Tarifbindung im Einzelhandel 2020 wieder leicht angestiegen
Im Jahr 2020 ist die Tarifbindung im Einzelhandel bundesweit leicht angestiegen. Das geht aus einer aktuellen Veröffentlichung des Instituts für Arbeitsmarkt- und Berufsforschung (IAB) hervor. Demnach legte die Anzahl der Einzelhandelsbeschäftigten bei einem tarifgebundenen Arbeitgeber mit Branchen- oder Haustarifvertrag im Vorjahresvergleich um ein Prozent auf 29 Prozent zu.
Branchenübergreifend waren in Deutschland 2020 sogar noch 51 Prozent der Arbeitnehmer in einem tarifgebundenen Unternehmen beschäftigt. Dies entspricht gesamtwirtschaftlich einem Rückgang von einem Prozent im Vorjahresvergleich. Um die Tarifbindung zu stärken, ist aus Sicht des Handelsverbandes Deutschland (HDE) insbesondere wieder mehr Handlungsspielraum für die Sozialpartner gefragt.
„Für die branchenübergreifend seit Jahren leicht rückläufige Tarifbindung gibt es gute Gründe. So werden traditionelle Gestaltungsfelder der Tarifpolitik zunehmend durch den Gesetzgeber abschließend geregelt“, so Steven Haarke, HDE-Geschäftsführer für Arbeit und Soziales. Im Einzelhandel komme hinzu, dass ein teilweise veraltetes Tarifwerk die oft digital getriebenen, neuen Marktteilnehmer von einer Tarifbindung abhalte. Auch die überholten Zuschläge für Spätarbeit seien wegen der liberalen Öffnungszeiten nicht vermittelbar.
Aktuellen politischen Forderungen nach einer Allgemeinverbindlichkeit (AVE) der Tarifverträge im Einzelhandel erteilt der HDE eine klare Absage. Nach Auffassung des HDE stellt die AVE einen massiven Eingriff in die Tarifautonomie dar, der eine Ausnahme bleiben müsse und zudem besonderer Rechtfertigung bedürfe. Auch Erleichterungen bei den gesetzlichen Vorgaben für eine AVE seien strikt abzulehnen. Dies gelte vor allem für das beidseitige Antragserfordernis. „Unternehmen, die sich für eine Mitgliedschaft im Arbeitgeberverband ohne Tarifbindung entscheiden, machen von ihrem verfassungsrechtlichen Recht auf negative Koalitionsfreiheit Gebrauch. Das kann man in der politischen Debatte nicht einfach ignorieren“, so Haarke weiter.

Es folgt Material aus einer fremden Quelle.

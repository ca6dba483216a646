//! SQL rendering for cache predicates.
//!
//! Predicates are rendered into a WHERE clause with numbered parameters
//! (`?1`, `?2`, ...). Values are always bound, never inlined, so contact
//! input cannot alter the statement.

use crate::storage::predicate::{Column, Predicate, Value};
use rusqlite::types::Value as SqlValue;

/// Cache table name.
pub const CACHE_TABLE: &str = "contact_cache";

/// Alias used for the cache table in generated statements.
pub const TABLE_ALIAS: &str = "c";

/// Converts a predicate value into a bound `SQLite` value.
///
/// Timestamps are stored as Unix milliseconds.
#[must_use]
pub fn to_sql_value(value: &Value) -> SqlValue {
    match value {
        Value::Int(v) => SqlValue::Integer(*v),
        Value::Text(v) => SqlValue::Text(v.clone()),
        Value::Timestamp(v) => SqlValue::Integer(v.timestamp_millis()),
    }
}

/// Converts the bound of a `>=` comparison.
///
/// Stored timestamps are whole milliseconds, so a bound with a sub-millisecond
/// part is rounded up: `stored >= ceil(bound)` holds exactly when
/// `stored >= bound`.
fn to_sql_lower_bound(value: &Value) -> SqlValue {
    match value {
        Value::Timestamp(v) if v.timestamp_subsec_nanos() % 1_000_000 != 0 => {
            SqlValue::Integer(v.timestamp_millis() + 1)
        },
        other => to_sql_value(other),
    }
}

/// Renders a predicate as a WHERE clause body with numbered parameters.
///
/// # Arguments
///
/// * `predicate` - The predicate to render
/// * `start_param` - The first parameter number to use
///
/// # Returns
///
/// A tuple containing:
/// - The clause (no leading `WHERE`)
/// - The bound values, in parameter order
/// - The next available parameter index
///
/// # Examples
///
/// ```
/// use contact_gate::storage::predicate::{Column, Predicate};
/// use contact_gate::storage::sqlite::render_predicate;
///
/// let predicate = Predicate::Or(vec![
///     Predicate::Equals(Column::Email, "a@b.com".into()),
///     Predicate::In(Column::ExclusivePattern, vec![1_i64.into(), 2_i64.into()]),
/// ]);
/// let (clause, params, next) = render_predicate(&predicate, 1);
/// assert_eq!(clause, "(c.email = ?1 OR c.exclusive_pattern IN (?2,?3))");
/// assert_eq!(params.len(), 3);
/// assert_eq!(next, 4);
/// ```
#[must_use]
pub fn render_predicate(predicate: &Predicate, start_param: usize) -> (String, Vec<SqlValue>, usize) {
    let mut params = Vec::new();
    let mut param_idx = start_param;
    let clause = render_node(predicate, &mut params, &mut param_idx);
    (clause, params, param_idx)
}

fn qualified(column: Column) -> String {
    format!("{TABLE_ALIAS}.{}", column.as_str())
}

fn bind(value: &Value, params: &mut Vec<SqlValue>, param_idx: &mut usize) -> String {
    push_param(to_sql_value(value), params, param_idx)
}

fn push_param(value: SqlValue, params: &mut Vec<SqlValue>, param_idx: &mut usize) -> String {
    let placeholder = format!("?{param_idx}");
    *param_idx += 1;
    params.push(value);
    placeholder
}

fn render_node(predicate: &Predicate, params: &mut Vec<SqlValue>, param_idx: &mut usize) -> String {
    match predicate {
        Predicate::Equals(column, value) => {
            format!("{} = {}", qualified(*column), bind(value, params, param_idx))
        },
        Predicate::In(_, values) if values.is_empty() => "0".to_string(),
        Predicate::In(column, values) => {
            let placeholders: Vec<String> = values
                .iter()
                .map(|value| bind(value, params, param_idx))
                .collect();
            format!("{} IN ({})", qualified(*column), placeholders.join(","))
        },
        Predicate::Gte(column, value) => {
            let bound = push_param(to_sql_lower_bound(value), params, param_idx);
            format!("{} >= {bound}", qualified(*column))
        },
        Predicate::IsNull(column) => format!("{} IS NULL", qualified(*column)),
        Predicate::And(children) => join_children(children, " AND ", "1", params, param_idx),
        Predicate::Or(children) => join_children(children, " OR ", "0", params, param_idx),
    }
}

fn join_children(
    children: &[Predicate],
    separator: &str,
    identity: &str,
    params: &mut Vec<SqlValue>,
    param_idx: &mut usize,
) -> String {
    if children.is_empty() {
        return identity.to_string();
    }
    let parts: Vec<String> = children
        .iter()
        .map(|child| render_node(child, params, param_idx))
        .collect();
    format!("({})", parts.join(separator))
}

Zudem lasse sich über eine AVE die Tarifbindung in einer Branche auch nicht effektiv erhöhen, weil dadurch nicht die Akzeptanz der Tarifverträge gestärkt werde. Vielmehr erfolge eine staatlich angeordnete Erstreckung auf die nicht tarifgebundenen Unternehmen der Branche. Die Tarifbindung werde nur dann wieder steigen, wenn den Unternehmen zeitgemäße und praktikable Tarifverträge angeboten würden. „Die Sozialpartner brauchen wieder mehr Handlungsspielraum, um ihre Gestaltungskraft voll entfalten zu können. Etwa durch zusätzliche Öffnungsklauseln im Gesetz. Auch das Konzept einer modularen Tarifbindung ist sehr zu begrüßen“, betont Haarke. Damit würde insbesondere die Mittelstandstauglichkeit von Tarifbindung wieder gestärkt.